Добавить в цитаты Настройки чтения

Страница 31 из 94

Врет, подлец, перетрусил, конечно, и все тут…

Однако он же и молодец: выждав момент, бросился на старуху и, разумеется, запросто спеленал ее.

Самое же обидное — этого пан Золотарь и сегодня не мог простить старой ведьме — без запала была та граната.

Уже за одно то, что полицейского при народе опозорила, эта старуха самой мучительной смерти достойна!

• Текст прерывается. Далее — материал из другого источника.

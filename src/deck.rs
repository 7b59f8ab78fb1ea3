//! Built-in playing card decks.
//!
//! Provides:
//! - Suit and rank orderings used for every seeded deck
//! - The 54-card standard deck and the 108-card double deck
//! - Card colour classification for display

/// Suits in deck order: diamond, club, heart, spade
pub const SUITS: [&str; 4] = ["♦", "♣", "♥", "♠"];

/// Ranks in deck order, high to low
pub const RANKS: [&str; 13] = [
    "K", "Q", "J", "10", "9", "8", "7", "6", "5", "4", "3", "2", "A",
];

/// Small joker label
pub const SMALL_JOKER: &str = "小王";
/// Big joker label
pub const BIG_JOKER: &str = "大王";

/// One suit's full rank run, e.g. `K♦ Q♦ ... A♦`
fn suit_run(suit: &str) -> impl Iterator<Item = String> + '_ {
    RANKS.iter().map(move |rank| format!("{rank}{suit}"))
}

/// 52 cards suit-major, then small joker, then big joker
pub fn standard_deck() -> Vec<String> {
    let mut cards = Vec::with_capacity(54);
    for suit in SUITS {
        cards.extend(suit_run(suit));
    }
    cards.push(SMALL_JOKER.to_string());
    cards.push(BIG_JOKER.to_string());
    cards
}

/// Two decks interleaved per suit: each suit's rank run appears twice in a row,
/// followed by both small jokers and then both big jokers
pub fn double_deck() -> Vec<String> {
    let mut cards = Vec::with_capacity(108);
    for suit in SUITS {
        for _ in 0..2 {
            cards.extend(suit_run(suit));
        }
    }
    cards.extend([SMALL_JOKER, SMALL_JOKER, BIG_JOKER, BIG_JOKER].map(String::from));
    cards
}

/// The pristine decks a default group can be restored to
#[derive(Debug, Clone, Copy, PartialEq, Eq)]
pub enum DefaultDeck {
    /// 54 cards
    Standard,
    /// 108 cards
    Double,
}

impl DefaultDeck {
    pub const ALL: [DefaultDeck; 2] = [DefaultDeck::Standard, DefaultDeck::Double];

    /// Group name used when seeding the store
    pub fn group_name(self) -> &'static str {
        match self {
            DefaultDeck::Standard => "Standard deck",
            DefaultDeck::Double => "Double deck",
        }
    }

    /// Build a fresh copy of this deck
    pub fn cards(self) -> Vec<String> {
        match self {
            DefaultDeck::Standard => standard_deck(),
            DefaultDeck::Double => double_deck(),
        }
    }
}

/// Display colour of a card label
#[derive(Debug, Clone, Copy, PartialEq, Eq)]
pub enum CardColor {
    Red,
    Black,
}

impl CardColor {
    /// Hearts, diamonds and the big joker are red; everything else is black
    pub fn of(label: &str) -> Self {
        if label == BIG_JOKER || label.ends_with('♥') || label.ends_with('♦') {
            CardColor::Red
        } else {
            CardColor::Black
        }
    }
}

#[cfg(test)]
mod tests {
    use super::*;

    #[test]
    fn test_standard_deck_shape() {
        let deck = standard_deck();
        assert_eq!(deck.len(), 54);
        assert_eq!(deck[0], "K♦");
        assert_eq!(deck[12], "A♦");
        assert_eq!(deck[13], "K♣");
        assert_eq!(deck[51], "A♠");
        assert_eq!(&deck[52..], &["小王", "大王"]);
    }

    #[test]
    fn test_double_deck_shape() {
        let deck = double_deck();
        assert_eq!(deck.len(), 108);

        // Each suit's run is duplicated back to back
        for (s, suit) in SUITS.iter().enumerate() {
            let base = s * 26;
            for (r, rank) in RANKS.iter().enumerate() {
                let label = format!("{rank}{suit}");
                assert_eq!(deck[base + r], label);
                assert_eq!(deck[base + 13 + r], label);
            }
        }

        assert_eq!(&deck[104..], &["小王", "小王", "大王", "大王"]);
    }

    #[test]
    fn test_default_deck_copies_are_independent() {
        let mut a = DefaultDeck::Standard.cards();
        a.clear();
        assert_eq!(DefaultDeck::Standard.cards().len(), 54);
        assert_eq!(DefaultDeck::Double.cards().len(), 108);
    }

    #[test]
    fn test_card_color() {
        assert_eq!(CardColor::of("A♥"), CardColor::Red);
        assert_eq!(CardColor::of("10♦"), CardColor::Red);
        assert_eq!(CardColor::of("K♠"), CardColor::Black);
        assert_eq!(CardColor::of("2♣"), CardColor::Black);
        assert_eq!(CardColor::of(BIG_JOKER), CardColor::Red);
        assert_eq!(CardColor::of(SMALL_JOKER), CardColor::Black);
        assert_eq!(CardColor::of("custom"), CardColor::Black);
    }
}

Однако нельзя забывать, нельзя мимо ушей пропустить и то, что изволил молвить пан Шапочник. Конечно, ему, пану Золотарю, наплевать на всю психологию, лично он фаталист и свято верит, что никогда не утонет тот, кому суждено быть повешенным. Разве хоть сколько-то оправдывает эту старуху то, что она всю семью почти враз потеряла? Что ж, в жизни случается всякое. Не выдержала, свихнулась после такого удара? Опять же — судьбой послано ей это испытание на жизненную прочность. И сама она виновата в том, что оказалась неподготовленной к нему и сломалась.

Не было у Золотаря и капельки жалости к Авдотье. Он, глазом не моргнув, растер бы ее в порошок, если бы…

Самое поганое — ничего конкретного не сказал проклятый Опанас! Казнишь или на все четыре стороны эту ведьму отпустишь — все равно ты один в ответе будешь, если высокое начальство начнет спрос: как, что и почему?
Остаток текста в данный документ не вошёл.